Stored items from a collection
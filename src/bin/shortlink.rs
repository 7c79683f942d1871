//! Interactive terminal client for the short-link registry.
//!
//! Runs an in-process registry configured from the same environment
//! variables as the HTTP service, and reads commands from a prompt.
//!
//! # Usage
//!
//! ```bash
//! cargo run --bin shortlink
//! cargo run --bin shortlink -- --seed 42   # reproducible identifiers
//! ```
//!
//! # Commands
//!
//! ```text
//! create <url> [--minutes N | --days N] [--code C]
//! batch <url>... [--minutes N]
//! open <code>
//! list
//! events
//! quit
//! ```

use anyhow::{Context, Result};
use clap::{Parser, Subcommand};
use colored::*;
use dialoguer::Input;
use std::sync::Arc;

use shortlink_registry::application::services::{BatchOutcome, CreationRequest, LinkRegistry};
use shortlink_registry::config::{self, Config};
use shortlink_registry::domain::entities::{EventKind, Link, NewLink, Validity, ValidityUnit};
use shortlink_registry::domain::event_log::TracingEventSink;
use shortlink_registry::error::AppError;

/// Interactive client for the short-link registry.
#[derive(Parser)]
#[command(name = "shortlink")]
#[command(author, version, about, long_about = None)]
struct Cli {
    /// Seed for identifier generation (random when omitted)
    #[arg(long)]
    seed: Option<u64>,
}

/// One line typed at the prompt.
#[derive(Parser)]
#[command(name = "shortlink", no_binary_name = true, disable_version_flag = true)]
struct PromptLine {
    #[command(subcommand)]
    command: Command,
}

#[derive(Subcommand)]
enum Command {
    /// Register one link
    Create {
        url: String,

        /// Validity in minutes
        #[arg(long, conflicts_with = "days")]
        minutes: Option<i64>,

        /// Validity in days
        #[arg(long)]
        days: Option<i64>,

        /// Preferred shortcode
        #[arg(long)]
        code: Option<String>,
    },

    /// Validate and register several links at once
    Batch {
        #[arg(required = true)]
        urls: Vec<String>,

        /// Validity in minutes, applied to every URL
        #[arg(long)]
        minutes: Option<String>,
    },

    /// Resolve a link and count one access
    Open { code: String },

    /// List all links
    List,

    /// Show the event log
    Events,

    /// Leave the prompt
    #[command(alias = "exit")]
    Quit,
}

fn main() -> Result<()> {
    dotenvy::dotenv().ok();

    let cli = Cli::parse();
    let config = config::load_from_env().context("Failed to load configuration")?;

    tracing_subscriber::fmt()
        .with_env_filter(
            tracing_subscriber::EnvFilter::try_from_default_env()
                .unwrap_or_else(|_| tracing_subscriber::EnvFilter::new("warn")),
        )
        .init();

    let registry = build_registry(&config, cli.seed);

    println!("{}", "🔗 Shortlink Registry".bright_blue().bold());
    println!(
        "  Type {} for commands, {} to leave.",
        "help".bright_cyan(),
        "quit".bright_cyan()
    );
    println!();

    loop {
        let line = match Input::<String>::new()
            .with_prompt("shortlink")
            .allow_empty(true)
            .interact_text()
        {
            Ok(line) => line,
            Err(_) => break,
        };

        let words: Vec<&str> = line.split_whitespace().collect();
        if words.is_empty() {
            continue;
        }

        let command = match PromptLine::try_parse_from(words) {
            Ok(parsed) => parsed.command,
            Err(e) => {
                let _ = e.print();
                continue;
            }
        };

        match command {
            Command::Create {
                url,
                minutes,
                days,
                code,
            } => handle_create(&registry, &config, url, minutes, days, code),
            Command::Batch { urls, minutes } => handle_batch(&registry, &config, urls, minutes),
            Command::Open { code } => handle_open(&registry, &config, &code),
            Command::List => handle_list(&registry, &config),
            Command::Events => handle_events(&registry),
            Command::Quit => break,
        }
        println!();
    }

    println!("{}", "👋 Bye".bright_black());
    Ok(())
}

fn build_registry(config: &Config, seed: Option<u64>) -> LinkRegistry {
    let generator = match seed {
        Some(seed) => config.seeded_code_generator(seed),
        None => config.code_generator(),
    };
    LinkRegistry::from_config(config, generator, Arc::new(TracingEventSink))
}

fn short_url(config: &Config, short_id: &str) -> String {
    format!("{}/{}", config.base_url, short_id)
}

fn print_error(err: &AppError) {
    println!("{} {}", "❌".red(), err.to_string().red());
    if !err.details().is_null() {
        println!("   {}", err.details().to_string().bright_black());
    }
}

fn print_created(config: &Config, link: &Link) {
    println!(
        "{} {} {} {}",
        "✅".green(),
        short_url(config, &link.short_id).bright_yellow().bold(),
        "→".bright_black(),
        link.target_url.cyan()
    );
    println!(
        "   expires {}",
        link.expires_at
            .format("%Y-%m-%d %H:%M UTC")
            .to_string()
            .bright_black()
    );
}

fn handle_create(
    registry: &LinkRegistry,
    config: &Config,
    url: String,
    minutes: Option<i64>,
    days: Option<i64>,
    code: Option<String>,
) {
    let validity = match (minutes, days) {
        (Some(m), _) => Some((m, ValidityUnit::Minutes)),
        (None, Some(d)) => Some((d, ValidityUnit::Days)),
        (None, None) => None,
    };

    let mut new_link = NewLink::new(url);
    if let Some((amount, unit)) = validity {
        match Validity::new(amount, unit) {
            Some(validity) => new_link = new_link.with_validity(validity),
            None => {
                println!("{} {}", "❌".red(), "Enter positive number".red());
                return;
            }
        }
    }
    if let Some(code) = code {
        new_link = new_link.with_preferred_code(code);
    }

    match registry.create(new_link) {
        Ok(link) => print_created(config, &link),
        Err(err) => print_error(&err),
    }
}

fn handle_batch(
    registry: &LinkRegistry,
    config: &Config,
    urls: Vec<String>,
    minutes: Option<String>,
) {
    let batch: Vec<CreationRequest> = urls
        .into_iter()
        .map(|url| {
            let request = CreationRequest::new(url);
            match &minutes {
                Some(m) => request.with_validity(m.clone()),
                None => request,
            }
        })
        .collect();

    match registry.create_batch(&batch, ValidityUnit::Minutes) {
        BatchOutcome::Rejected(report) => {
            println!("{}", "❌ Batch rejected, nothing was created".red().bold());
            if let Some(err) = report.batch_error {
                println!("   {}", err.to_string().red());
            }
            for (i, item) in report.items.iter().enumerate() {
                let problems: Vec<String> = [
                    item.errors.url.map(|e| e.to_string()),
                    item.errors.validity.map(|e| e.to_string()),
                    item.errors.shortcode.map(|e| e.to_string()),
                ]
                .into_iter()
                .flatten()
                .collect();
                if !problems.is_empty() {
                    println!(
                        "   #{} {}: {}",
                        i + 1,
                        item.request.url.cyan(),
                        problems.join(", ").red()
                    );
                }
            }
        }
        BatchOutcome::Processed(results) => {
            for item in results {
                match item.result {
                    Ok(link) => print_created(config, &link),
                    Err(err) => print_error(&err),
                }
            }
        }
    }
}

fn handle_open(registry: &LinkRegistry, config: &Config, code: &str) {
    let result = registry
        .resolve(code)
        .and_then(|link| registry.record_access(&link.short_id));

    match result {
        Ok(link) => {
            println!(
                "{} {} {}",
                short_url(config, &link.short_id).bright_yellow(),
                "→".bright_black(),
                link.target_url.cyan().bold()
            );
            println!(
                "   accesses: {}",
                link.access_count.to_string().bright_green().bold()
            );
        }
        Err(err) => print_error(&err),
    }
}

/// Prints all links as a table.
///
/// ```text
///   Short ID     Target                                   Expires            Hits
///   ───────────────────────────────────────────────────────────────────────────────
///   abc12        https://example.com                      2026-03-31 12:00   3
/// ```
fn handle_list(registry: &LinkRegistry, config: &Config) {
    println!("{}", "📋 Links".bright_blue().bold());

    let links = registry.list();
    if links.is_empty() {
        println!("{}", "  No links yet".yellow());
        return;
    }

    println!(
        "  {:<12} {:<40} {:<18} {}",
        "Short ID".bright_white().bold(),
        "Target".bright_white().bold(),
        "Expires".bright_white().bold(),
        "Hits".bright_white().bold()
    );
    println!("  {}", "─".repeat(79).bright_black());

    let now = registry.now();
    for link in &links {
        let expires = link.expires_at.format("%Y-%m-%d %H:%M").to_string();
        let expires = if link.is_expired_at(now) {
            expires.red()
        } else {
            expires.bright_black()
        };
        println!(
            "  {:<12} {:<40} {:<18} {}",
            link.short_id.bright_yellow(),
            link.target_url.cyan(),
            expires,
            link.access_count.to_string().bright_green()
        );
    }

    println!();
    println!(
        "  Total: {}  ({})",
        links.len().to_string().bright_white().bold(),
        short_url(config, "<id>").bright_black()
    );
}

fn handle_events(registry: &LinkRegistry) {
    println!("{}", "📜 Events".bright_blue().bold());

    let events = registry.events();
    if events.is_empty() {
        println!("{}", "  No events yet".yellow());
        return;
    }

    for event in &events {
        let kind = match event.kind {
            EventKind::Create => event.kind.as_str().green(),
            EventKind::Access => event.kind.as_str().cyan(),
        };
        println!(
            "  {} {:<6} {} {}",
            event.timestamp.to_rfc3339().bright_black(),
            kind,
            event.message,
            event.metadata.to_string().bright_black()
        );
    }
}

EXERCISE PROMPT: From the first line of the data above to the line holding "Interactive client for the short-link registry.", reproduce each line exactly; emit no other lines.

RESPONSE FOR THIS EXERCISE:
filename src/bin/shortlink.rs
repository 7c79683f942d1871
//! Interactive terminal client for the short-link registry.
//!
//! Runs an in-process registry configured from the same environment
//! variables as the HTTP service, and reads commands from a prompt.
//!
//! # Usage
//!
//! ```bash
//! cargo run --bin shortlink
//! cargo run --bin shortlink -- --seed 42   # reproducible identifiers
//! ```
//!
//! # Commands
//!
//! ```text
//! create <url> [--minutes N | --days N] [--code C]
//! batch <url>... [--minutes N]
//! open <code>
//! list
//! events
//! quit
//! ```

use anyhow::{Context, Result};
use clap::{Parser, Subcommand};
use colored::*;
use dialoguer::Input;
use std::sync::Arc;

use shortlink_registry::application::services::{BatchOutcome, CreationRequest, LinkRegistry};
use shortlink_registry::config::{self, Config};
use shortlink_registry::domain::entities::{EventKind, Link, NewLink, Validity, ValidityUnit};
use shortlink_registry::domain::event_log::TracingEventSink;
use shortlink_registry::error::AppError;

/// Interactive client for the short-link registry.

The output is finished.